Despite the potential of available 4IR technologies for sustainable housing delivery, the majority of the existing studies on the use of the technologies for sustainable housing delivery are limited in their coverage. For example, some studies focus solely on individual technologies, such as IoT, 3D printing, and virtual and augmented reality [38,39,40]. Others examine the combined application of technologies such as BIM and IoT [41] or BIM and cloud computing [42] in housing delivery without providing a holistic overview of all the technologies driven by the 4IR. Although some studies [34,43] comprehensively explore the application of the entire Industry 4.0 Technologies for sustainable housing delivery, they fail to examine the impact across the HSVC. Assessing the impact across the HSVC is crucial, because a review of [5,11,44] reveals that the absence of a comprehensive management of the HSVC is the major challenge in confronting sustainable housing delivery in Saudi Arabia.

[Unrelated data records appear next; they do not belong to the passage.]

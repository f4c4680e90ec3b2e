//! Payment records handed to the booking store.
//!
//! A confirmed booking is persisted as discrete columns rather than as
//! the full pricing snapshot.  These records carry exactly those
//! columns.

use crate::credits::{CreditsSettlement, PaymentRoute};
use crate::extension::{ExtensionInput, ExtensionPricing};
use crate::models::{AppliedDiscount, PricingDetails, PricingInput};
use crate::weeks::selection_bounds;
use chrono::NaiveDate;
use serde::{Deserialize, Serialize};

#[derive(Debug, Clone, Copy, PartialEq, Eq, Serialize, Deserialize)]
#[serde(rename_all = "lowercase")]
pub enum PaymentType {
    Initial,
    Extension,
}

#[derive(Debug, Clone, PartialEq, Serialize, Deserialize)]
pub struct PaymentRecord {
    pub payment_type: PaymentType,
    /// Set for extensions; new bookings get their id from the store.
    pub booking_id: Option<String>,
    pub accommodation_id: Option<String>,
    pub start_date: Option<NaiveDate>,
    pub end_date: Option<NaiveDate>,
    pub accommodation_price: f64,
    pub food_contribution: f64,
    pub seasonal_discount_percent: f64,
    pub duration_discount_percent: f64,
    pub discount_code: Option<String>,
    pub discount_code_percent: Option<f64>,
    pub discount_amount: f64,
    /// Total after the discount code, before credits and VAT.
    pub total_price: f64,
    pub credits_used: f64,
    pub vat_amount: f64,
    /// What is charged through the gateway.
    pub amount_paid: f64,
    /// Gateway reference, or the credits-only placeholder.
    pub payment_reference: Option<String>,
}

impl PaymentRecord {
    fn from_parts(
        payment_type: PaymentType,
        details: &PricingDetails,
        discount: Option<&AppliedDiscount>,
        settlement: &CreditsSettlement,
    ) -> Self {
        let payment_reference = match &settlement.route {
            PaymentRoute::CreditsOnly { payment_reference } => Some(payment_reference.clone()),
            PaymentRoute::Gateway => None,
        };
        Self {
            payment_type,
            booking_id: None,
            accommodation_id: None,
            start_date: None,
            end_date: None,
            accommodation_price: details.total_accommodation_cost,
            food_contribution: details.total_food_and_facilities_cost,
            seasonal_discount_percent: details.seasonal_discount_percent,
            duration_discount_percent: details.duration_discount_percent,
            discount_code: discount.map(|d| d.code.clone()),
            discount_code_percent: discount.map(|d| d.percentage_discount),
            discount_amount: details.applied_code_discount_value,
            total_price: details.total_amount,
            credits_used: settlement.credits_used,
            vat_amount: details.vat_amount,
            amount_paid: settlement.amount_due,
            payment_reference,
        }
    }

    pub fn initial(input: &PricingInput, details: &PricingDetails, settlement: &CreditsSettlement) -> Self {
        let bounds = selection_bounds(&input.weeks);
        Self {
            accommodation_id: input.accommodation.as_ref().map(|a| a.id.clone()),
            start_date: bounds.map(|(start, _)| start),
            end_date: bounds.map(|(_, end)| end),
            ..Self::from_parts(PaymentType::Initial, details, input.discount.as_ref(), settlement)
        }
    }

    pub fn extension(
        input: &ExtensionInput,
        priced: &ExtensionPricing,
        settlement: &CreditsSettlement,
    ) -> Self {
        Self {
            booking_id: Some(input.booking.id.clone()),
            accommodation_id: input.booking.accommodation.as_ref().map(|a| a.id.clone()),
            start_date: selection_bounds(&input.extension_weeks).map(|(start, _)| start),
            end_date: priced.new_check_out,
            ..Self::from_parts(
                PaymentType::Extension,
                &priced.pricing,
                input.discount.as_ref(),
                settlement,
            )
        }
    }
}
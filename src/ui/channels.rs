use crate::core::{Channel, Sample};
use crate::render::{DrawSurface, Rect};
use crate::ui::graph::{ChannelStyle, RollingChannel};
use crate::ui::theme;

/// The strip charts shown for the selected entity, top to bottom
#[derive(Debug, Clone)]
pub struct ChannelBank {
    charts: Vec<(Channel, RollingChannel)>,
}

impl ChannelBank {
    /// Speed, throttle, brake and gear
    pub fn standard(capacity: usize) -> Self {
        let chart = |label, color, max_value, unit| {
            RollingChannel::new(ChannelStyle::new(label, color, max_value, unit), capacity)
        };
        Self {
            charts: vec![
                (Channel::Speed, chart("SPEED", theme::ACCENT, 360.0, " km/h")),
                (Channel::Throttle, chart("THROTTLE", theme::THROTTLE, 100.0, "%")),
                (Channel::Brake, chart("BRAKE", theme::BRAKE, 100.0, "%")),
                (Channel::Gear, chart("GEAR", theme::GEAR, 8.0, "")),
            ],
        }
    }

    pub fn iter(&self) -> impl Iterator<Item = &RollingChannel> + '_ {
        self.charts.iter().map(|(_, chart)| chart)
    }

    /// Feed one sample into every chart
    pub fn push_sample(&mut self, sample: &Sample) {
        for (channel, chart) in &mut self.charts {
            chart.push(sample.channel(*channel));
        }
    }

    pub fn clear_all(&mut self) {
        for (_, chart) in &mut self.charts {
            chart.clear();
        }
    }

    /// Draw chart `i` into `rects[i]`; extra charts or rects are ignored
    pub fn render(&self, surface: &mut dyn DrawSurface, rects: &[Rect]) {
        for (chart, rect) in self.iter().zip(rects) {
            chart.render(surface, *rect);
        }
    }
}

#[cfg(test)]
mod tests {
    use super::*;
    use crate::render::recording::RecordingSurface;

    impl ChannelBank {
        pub(crate) fn get(&self, channel: Channel) -> Option<&RollingChannel> {
            self.charts
                .iter()
                .find(|(c, _)| *c == channel)
                .map(|(_, chart)| chart)
        }
    }

    fn sample(speed: f64, gear: f64) -> Sample {
        Sample {
            speed,
            throttle: 80.0,
            brake: 0.0,
            gear,
            ..Sample::default()
        }
    }

    #[test]
    fn test_push_routes_each_channel() {
        let mut bank = ChannelBank::standard(10);
        bank.push_sample(&sample(250.0, 7.0));

        assert_eq!(bank.iter().count(), 4);
        assert_eq!(bank.get(Channel::Speed).unwrap().latest(), Some(250.0));
        assert_eq!(bank.get(Channel::Throttle).unwrap().latest(), Some(80.0));
        assert_eq!(bank.get(Channel::Brake).unwrap().latest(), Some(0.0));
        assert_eq!(bank.get(Channel::Gear).unwrap().latest(), Some(7.0));
        assert!(bank.get(Channel::X).is_none());
    }

    #[test]
    fn test_clear_all() {
        let mut bank = ChannelBank::standard(10);
        for i in 0..5 {
            bank.push_sample(&sample(i as f64, 3.0));
        }
        bank.clear_all();
        assert!(bank.iter().all(RollingChannel::is_empty));
    }

    #[test]
    fn test_render_one_panel_per_rect() {
        let bank = ChannelBank::standard(10);
        let rects = [
            Rect::from_origin(0.0, 0.0, 100.0, 100.0),
            Rect::from_origin(0.0, 200.0, 100.0, 100.0),
        ];

        let mut surface = RecordingSurface::default();
        bank.render(&mut surface, &rects);

        assert!(surface.has_text("SPEED"));
        assert!(surface.has_text("THROTTLE"));
        assert!(!surface.has_text("BRAKE"));
    }
}
pub mod channels;
pub mod graph;
pub mod leaderboard;
pub mod scene;
pub mod selection;
pub mod shortcuts;
pub mod theme;

pub use channels::ChannelBank;
pub use scene::{SceneComposer, SceneLayout};
pub use selection::{HitRegionTable, SelectionController};
pub use shortcuts::{ShortcutAction, ShortcutManager};
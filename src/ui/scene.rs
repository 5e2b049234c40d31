use crate::app::ReplayContext;
use crate::core::{Rgb, Sample};
use crate::render::{DrawSurface, Projection, Rect, TextStyle};
use crate::ui::leaderboard::Leaderboard;
use crate::ui::selection::HitRegionTable;
use crate::ui::theme;
use chrono::Duration;

const TRACK_PADDING: f32 = 60.0;
const TRACK_WIDTH: f32 = 4.0;

const CHART_WIDTH: f32 = 260.0;
const CHART_HEIGHT: f32 = 130.0;
const CHART_GAP: f32 = 14.0;
const CHART_LEFT: f32 = 15.0;
const CHART_COUNT: usize = 4;

/// Where each part of the scene goes on a canvas of a given size
#[derive(Debug, Clone, PartialEq)]
pub struct SceneLayout {
    pub width: f32,
    pub height: f32,
    pub track_panel: Rect,
    pub charts: Vec<Rect>,
    pub leaderboard: Leaderboard,
}

impl SceneLayout {
    pub fn for_canvas(width: f32, height: f32) -> Self {
        let top = height - 120.0;
        let charts = (1..=CHART_COUNT)
            .map(|i| {
                let y = top - (CHART_HEIGHT + CHART_GAP) * i as f32;
                Rect::from_origin(CHART_LEFT, y, CHART_WIDTH, CHART_HEIGHT)
            })
            .collect();

        let board_left = width - 370.0;
        let board_bottom = 60.0;

        Self {
            width,
            height,
            track_panel: Rect::from_origin(300.0, 60.0, width - 700.0, height - 200.0),
            charts,
            leaderboard: Leaderboard::new(
                Rect::from_origin(board_left, board_bottom, 340.0, height - 120.0),
                board_bottom + height - 200.0,
            ),
        }
    }
}

/// Draws one frame of the replay from a read-only context
pub struct SceneComposer {
    layout: SceneLayout,
    subtitle: String,
}

impl SceneComposer {
    pub fn new(layout: SceneLayout, subtitle: impl Into<String>) -> Self {
        Self {
            layout,
            subtitle: subtitle.into(),
        }
    }

    /// Returns the leaderboard hit regions for the next frame's input
    pub fn render(&self, ctx: &ReplayContext, surface: &mut dyn DrawSurface) -> HitRegionTable {
        let projection = Projection::fit(ctx.track_bounds(), self.layout.track_panel, TRACK_PADDING);

        self.draw_track(ctx, surface, &projection);
        self.draw_markers(ctx, surface, &projection);
        ctx.charts().render(surface, &self.layout.charts);

        let regions = self.layout.leaderboard.render(
            surface,
            ctx.registry(),
            ctx.selection().selected(),
        );

        self.draw_header(surface);
        self.draw_status(ctx, surface);
        regions
    }

    fn draw_track(&self, ctx: &ReplayContext, surface: &mut dyn DrawSurface, projection: &Projection) {
        surface.fill_rect(self.layout.track_panel, theme::PANEL_BG);

        let samples = ctx.selected_entity().series.samples();
        for pair in samples.windows(2) {
            if pair[0].has_position() && pair[1].has_position() {
                surface.line(
                    projection.project_point(pair[0].position()),
                    projection.project_point(pair[1].position()),
                    theme::TRACK,
                    TRACK_WIDTH,
                );
            }
        }
    }

    fn draw_markers(&self, ctx: &ReplayContext, surface: &mut dyn DrawSurface, projection: &Projection) {
        let step = ctx.clock().step();
        let selected = ctx.selection().selected();
        let position = |sample: Option<&Sample>| {
            sample
                .filter(|s| s.has_position())
                .map(|s| projection.project_point(s.position()))
        };

        for entity in ctx.registry().iter().filter(|e| e.key() != selected) {
            if let Some(center) = position(entity.series.sample_at(step)) {
                surface.fill_circle(center, 7.0, entity.meta.color);
            }
        }

        // Drawn last so it stays on top of the pack
        if let Some(center) = position(ctx.selected_entity().series.sample_at(step)) {
            surface.fill_circle(center, 14.0, Rgb::WHITE);
            surface.fill_circle(center, 10.0, theme::ACCENT);
        }
    }

    fn draw_header(&self, surface: &mut dyn DrawSurface) {
        let h = self.layout.height;
        surface.text("TRACKSIDE", [20.0, h - 45.0], theme::ACCENT, TextStyle::bold(26.0));
        surface.text(&self.subtitle, [20.0, h - 70.0], theme::TEXT, TextStyle::regular(12.0));
    }

    fn draw_status(&self, ctx: &ReplayContext, surface: &mut dyn DrawSurface) {
        let entity = ctx.selected_entity();
        surface.text(
            &format!("TRACKING: {} ({})", entity.meta.name, entity.key()),
            [300.0, 25.0],
            theme::ACCENT,
            TextStyle::bold(14.0),
        );

        let clock = ctx.clock();
        let mut status = format!("SPEED x{}", clock.speed());
        if !clock.is_running() {
            status.push_str("   PAUSED");
        }
        if let Some(elapsed) = entity.series.sample_clamped(clock.step()).elapsed {
            status.push_str("   ");
            status.push_str(&format_lap_time(elapsed));
        }
        surface.text(
            &status,
            [self.layout.leaderboard.panel.left, 25.0],
            theme::TEXT,
            TextStyle::regular(12.0),
        );
    }
}

/// `m:ss.mmm`
pub fn format_lap_time(seconds: f64) -> String {
    if !seconds.is_finite() || seconds < 0.0 {
        return "-:--.---".to_string();
    }
    let time = Duration::milliseconds((seconds * 1_000.0).round() as i64);
    format!(
        "{}:{:02}.{:03}",
        time.num_minutes(),
        time.num_seconds() % 60,
        time.num_milliseconds() % 1_000
    )
}
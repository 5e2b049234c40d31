use crate::core::Rgb;

pub const BG: Rgb = Rgb::new(15, 15, 20);
pub const PANEL_BG: Rgb = Rgb::new(25, 25, 35);
pub const ACCENT: Rgb = Rgb::new(0, 255, 150);
pub const TEXT: Rgb = Rgb::new(220, 220, 220);
pub const GRID: Rgb = Rgb::new(60, 60, 70);

pub const TRACK: Rgb = Rgb::new(80, 80, 90);
pub const ROW_HIGHLIGHT: Rgb = Rgb::new(45, 45, 60);

pub const THROTTLE: Rgb = Rgb::new(90, 220, 120);
pub const BRAKE: Rgb = Rgb::new(240, 90, 90);
pub const GEAR: Rgb = Rgb::new(240, 200, 80);

/// Clear colour for the GL framebuffer
pub fn clear_color() -> [f32; 4] {
    BG.to_rgba()
}
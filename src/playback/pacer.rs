use std::time::{Duration, Instant};

/// Fixed-rate frame scheduler
///
/// Decides when the next update+redraw is due so the clock advances exactly
/// once per frame, independent of how often the event loop wakes.
#[derive(Debug, Clone)]
pub struct FramePacer {
    period: Duration,
    next_frame: Instant,
}

impl FramePacer {
    pub fn new(rate_hz: u32, now: Instant) -> Self {
        Self {
            period: Duration::from_secs(1) / rate_hz.max(1),
            next_frame: now,
        }
    }

    /// When the event loop should wake next
    pub fn next_frame(&self) -> Instant {
        self.next_frame
    }

    /// Returns true if a frame is due at `now`, scheduling the following one.
    /// A pacer that fell behind resynchronises instead of bursting frames.
    pub fn poll(&mut self, now: Instant) -> bool {
        if now < self.next_frame {
            return false;
        }

        self.next_frame += self.period;
        if self.next_frame <= now {
            self.next_frame = now + self.period;
        }
        true
    }
}

#[cfg(test)]
mod tests {
    use super::*;

    #[test]
    fn test_first_poll_is_due() {
        let start = Instant::now();
        let mut pacer = FramePacer::new(60, start);
        assert!(pacer.poll(start));
        assert!(!pacer.poll(start));
    }

    #[test]
    fn test_one_frame_per_period() {
        let start = Instant::now();
        let mut pacer = FramePacer::new(50, start);
        assert_eq!(pacer.period, Duration::from_millis(20));

        let frames = (0..100)
            .map(|ms| start + Duration::from_millis(ms))
            .filter(|&now| pacer.poll(now))
            .count();
        assert_eq!(frames, 5);
    }

    #[test]
    fn test_stall_does_not_burst() {
        let start = Instant::now();
        let mut pacer = FramePacer::new(60, start);
        assert!(pacer.poll(start));

        let late = start + Duration::from_secs(1);
        assert!(pacer.poll(late));
        assert!(!pacer.poll(late));
        assert_eq!(pacer.next_frame(), late + pacer.period);
    }

    #[test]
    fn test_zero_rate_is_treated_as_one_hz() {
        let pacer = FramePacer::new(0, Instant::now());
        assert_eq!(pacer.period, Duration::from_secs(1));
    }
}
use crate::core::{EntityKey, EntityRegistry};
use crate::render::{DrawSurface, Rect, TextStyle};
use crate::ui::selection::HitRegionTable;
use crate::ui::theme;

const ROW_HEIGHT: f32 = 32.0;
const ROW_RISE: f32 = 22.0;
const ROW_DROP: f32 = 5.0;

/// Standings panel: one clickable row per entity in registry order
#[derive(Debug, Clone, Copy, PartialEq)]
pub struct Leaderboard {
    pub panel: Rect,
    /// Baseline of the first row
    pub first_row: f32,
}

impl Leaderboard {
    pub fn new(panel: Rect, first_row: f32) -> Self {
        Self { panel, first_row }
    }

    pub fn row_baseline(&self, index: usize) -> f32 {
        self.first_row - index as f32 * ROW_HEIGHT
    }

    /// Clickable area of row `index`
    pub fn row_region(&self, index: usize) -> Rect {
        let y = self.row_baseline(index);
        Rect::new(self.panel.left, self.panel.right, y + ROW_RISE, y - ROW_DROP)
    }

    pub fn render(
        &self,
        surface: &mut dyn DrawSurface,
        registry: &EntityRegistry,
        selected: &EntityKey,
    ) -> HitRegionTable {
        let left = self.panel.left;
        surface.fill_rect(self.panel, theme::PANEL_BG);
        surface.text(
            "STANDINGS",
            [left + 10.0, self.panel.top - 40.0],
            theme::TEXT,
            TextStyle::bold(14.0),
        );

        let mut regions = HitRegionTable::new();
        for (i, entity) in registry.iter().enumerate() {
            let y = self.row_baseline(i);
            let region = self.row_region(i);
            let is_selected = entity.key() == selected;

            if is_selected {
                surface.fill_rect(region, theme::ROW_HIGHLIGHT);
            }
            surface.text(
                entity.key().as_str(),
                [left + 15.0, y],
                if is_selected { theme::ACCENT } else { theme::TEXT },
                TextStyle::bold(12.0),
            );
            surface.text(&entity.meta.name, [left + 60.0, y], theme::TEXT, TextStyle::regular(10.0));

            regions.push(entity.key().clone(), region);
        }
        regions
    }
}
use crate::core::Rgb;
use crate::render::{DrawSurface, Rect, TextStyle};
use crate::ui::theme;
use std::collections::VecDeque;

/// History kept per chart by default, in steps
pub const DEFAULT_CAPACITY: usize = 120;

const GRIDLINES: usize = 4;

/// How a channel is labelled and scaled on screen
#[derive(Debug, Clone)]
pub struct ChannelStyle {
    pub label: String,
    pub color: Rgb,
    /// Value drawn at the top of the inner chart
    pub max_value: f64,
    pub unit: String,
}

impl ChannelStyle {
    pub fn new(label: &str, color: Rgb, max_value: f64, unit: &str) -> Self {
        Self {
            label: label.to_string(),
            color,
            max_value,
            unit: unit.to_string(),
        }
    }
}

/// Fixed-capacity history of one scalar, drawn as a strip chart
///
/// Values above `max_value` are plotted above the inner chart area rather
/// than clamped.
#[derive(Debug, Clone)]
pub struct RollingChannel {
    values: VecDeque<f64>,
    capacity: usize,
    style: ChannelStyle,
}

impl RollingChannel {
    pub fn new(style: ChannelStyle, capacity: usize) -> Self {
        let capacity = capacity.max(1);
        Self {
            values: VecDeque::with_capacity(capacity),
            capacity,
            style,
        }
    }

    /// Append a value, evicting the oldest once full
    pub fn push(&mut self, value: f64) {
        if self.values.len() == self.capacity {
            self.values.pop_front();
        }
        self.values.push_back(value);
    }

    pub fn clear(&mut self) {
        self.values.clear();
    }

    pub fn latest(&self) -> Option<f64> {
        self.values.back().copied()
    }

    pub fn render(&self, surface: &mut dyn DrawSurface, rect: Rect) {
        let [x, y, w, h] = [rect.left, rect.bottom, rect.width(), rect.height()];
        let style = &self.style;

        surface.fill_rect(rect, theme::PANEL_BG);
        surface.text(&style.label, [x + 8.0, y + h - 22.0], theme::TEXT, TextStyle::bold(11.0));

        if let Some(latest) = self.latest() {
            surface.text(
                &format!("{:.0}{}", latest, style.unit),
                [x + w - 70.0, y + h - 22.0],
                style.color,
                TextStyle::bold(12.0),
            );
        }

        // Inner chart spans y+15 .. y+h-25
        let inner_h = h - 40.0;
        for i in 1..=GRIDLINES {
            let gy = y + 15.0 + inner_h * i as f32 / GRIDLINES as f32;
            surface.line([x + 8.0, gy], [x + w - 8.0, gy], theme::GRID, 1.0);
        }

        if self.values.len() < 2 || style.max_value <= 0.0 {
            return;
        }

        let len = self.values.len() as f32;
        let point = |i: usize, v: f64| {
            [
                x + 10.0 + (w - 20.0) * i as f32 / len,
                y + 15.0 + inner_h * (v / style.max_value) as f32,
            ]
        };

        let mut prev: Option<[f32; 2]> = None;
        for (i, v) in self.values.iter().copied().enumerate() {
            if !v.is_finite() {
                prev = None;
                continue;
            }
            let current = point(i, v);
            if let Some(p) = prev {
                surface.line(p, current, style.color, 2.5);
            }
            prev = Some(current);
        }
    }
}

#[cfg(test)]
mod tests {
    use super::*;
    use crate::render::recording::{DrawCall, RecordingSurface};

    impl RollingChannel {
        pub(crate) fn len(&self) -> usize {
            self.values.len()
        }

        pub(crate) fn is_empty(&self) -> bool {
            self.values.is_empty()
        }

        /// Oldest first
        pub(crate) fn values(&self) -> impl Iterator<Item = f64> + '_ {
            self.values.iter().copied()
        }
    }

    fn speed_channel(capacity: usize) -> RollingChannel {
        RollingChannel::new(ChannelStyle::new("SPEED", theme::ACCENT, 360.0, " km/h"), capacity)
    }

    fn chart_lines(surface: &RecordingSurface) -> Vec<([f32; 2], [f32; 2])> {
        surface
            .lines()
            .filter(|&(_, _, color, _)| color == theme::ACCENT)
            .map(|(from, to, _, _)| (from, to))
            .collect()
    }

    #[test]
    fn test_keeps_last_capacity_values() {
        let mut channel = speed_channel(120);
        for v in 0..=150 {
            channel.push(v as f64);
        }

        let values: Vec<f64> = channel.values().collect();
        let expected: Vec<f64> = (31..=150).map(|v| v as f64).collect();
        assert_eq!(values.len(), 120);
        assert_eq!(values, expected);
    }

    #[test]
    fn test_length_is_min_of_pushes_and_capacity() {
        for k in [0, 1, 5, 9, 10, 11, 40] {
            let mut channel = speed_channel(10);
            for v in 0..k {
                channel.push(v as f64);
            }
            assert_eq!(channel.len(), k.min(10));
        }
    }

    #[test]
    fn test_overflow_contents_in_push_order() {
        let mut channel = speed_channel(4);
        for v in [1.0, 2.0, 3.0, 4.0, 5.0, 6.0] {
            channel.push(v);
        }
        assert_eq!(channel.values().collect::<Vec<_>>(), vec![3.0, 4.0, 5.0, 6.0]);
        assert_eq!(channel.latest(), Some(6.0));
    }

    #[test]
    fn test_clear_empties() {
        let mut channel = speed_channel(4);
        channel.push(1.0);
        channel.clear();
        assert!(channel.is_empty());
        assert_eq!(channel.latest(), None);
    }

    #[test]
    fn test_single_point_draws_no_polyline() {
        let mut channel = speed_channel(10);
        channel.push(100.0);

        let mut surface = RecordingSurface::default();
        channel.render(&mut surface, Rect::from_origin(15.0, 636.0, 260.0, 130.0));

        assert!(chart_lines(&surface).is_empty());
        assert_eq!(surface.lines().filter(|l| l.2 == theme::GRID).count(), GRIDLINES);
        assert!(surface.has_text("100 km/h"));
    }

    #[test]
    fn test_polyline_positions() {
        let mut channel = speed_channel(10);
        channel.push(0.0);
        channel.push(180.0);
        channel.push(360.0);

        let mut surface = RecordingSurface::default();
        let rect = Rect::from_origin(0.0, 0.0, 320.0, 140.0);
        channel.render(&mut surface, rect);

        // inner width 300 over 3 points, inner height 100
        let lines = chart_lines(&surface);
        assert_eq!(lines.len(), 2);
        assert_eq!(lines[0], ([10.0, 15.0], [110.0, 65.0]));
        assert_eq!(lines[1], ([110.0, 65.0], [210.0, 115.0]));
    }

    #[test]
    fn test_values_above_max_are_not_clamped() {
        let mut channel = speed_channel(10);
        channel.push(360.0);
        channel.push(720.0);

        let mut surface = RecordingSurface::default();
        let rect = Rect::from_origin(0.0, 0.0, 320.0, 140.0);
        channel.render(&mut surface, rect);

        let (_, end) = chart_lines(&surface)[0];
        assert_eq!(end[1], 215.0);
        assert!(end[1] > rect.top);
    }

    #[test]
    fn test_non_finite_values_break_the_line() {
        let mut channel = speed_channel(10);
        for v in [10.0, 20.0, f64::NAN, 30.0, 40.0] {
            channel.push(v);
        }

        let mut surface = RecordingSurface::default();
        channel.render(&mut surface, Rect::from_origin(0.0, 0.0, 320.0, 140.0));
        assert_eq!(chart_lines(&surface).len(), 2);
    }

    #[test]
    fn test_panel_drawn_first() {
        let channel = speed_channel(10);
        let mut surface = RecordingSurface::default();
        let rect = Rect::from_origin(15.0, 636.0, 260.0, 130.0);
        channel.render(&mut surface, rect);

        assert_eq!(surface.calls[0], DrawCall::Rect(rect, theme::PANEL_BG));
        assert!(surface.has_text("SPEED"));
    }
}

The housing supply value chain (HSVC) adopted in this study originates from the idea of [45], which identified the value chain as the complete spectrum of activities necessary for creating a product or providing a service. It encompasses the entire process through which a producer enhances the value of their product, spanning production, marketing, and all post-sales activities. In this study, sustainable housing is regarded as a product that requires numerous activities contributing to its value chain. Akinwande and Hui [16] affirmed that, regarding the HSVC, the activities that contribute to sustainable housing (product) encompass housing finance, construction, and land acquisition. Thus, it implies that sustainable housing can only be achieved by optimizing all the components within the HSVC. Unfortunately, existing studies related to 4IR technologies and sustainable housing, such as [34], do not examine the suitability of 4IR technologies to optimize the activities within the entire HSVC.

2.2. Challenges in Adopting Industry 4.0 for Sustainable Housing Delivery

Housing is often perceived as mere structures or residences where individuals reside [18]. A review of the current literature [16,27] identified housing as extending beyond the scope of mere dwellings and encompassing the provision of social, environmental, and economic needs. This implies that the delivery or development of housing must encompass social, environmental, and economic needs. In support of this assertion, Winkler et al. [46] and Ali et al. [47] affirmed that housing delivery is considered sustainable if it meets social, economic, and environmental criteria.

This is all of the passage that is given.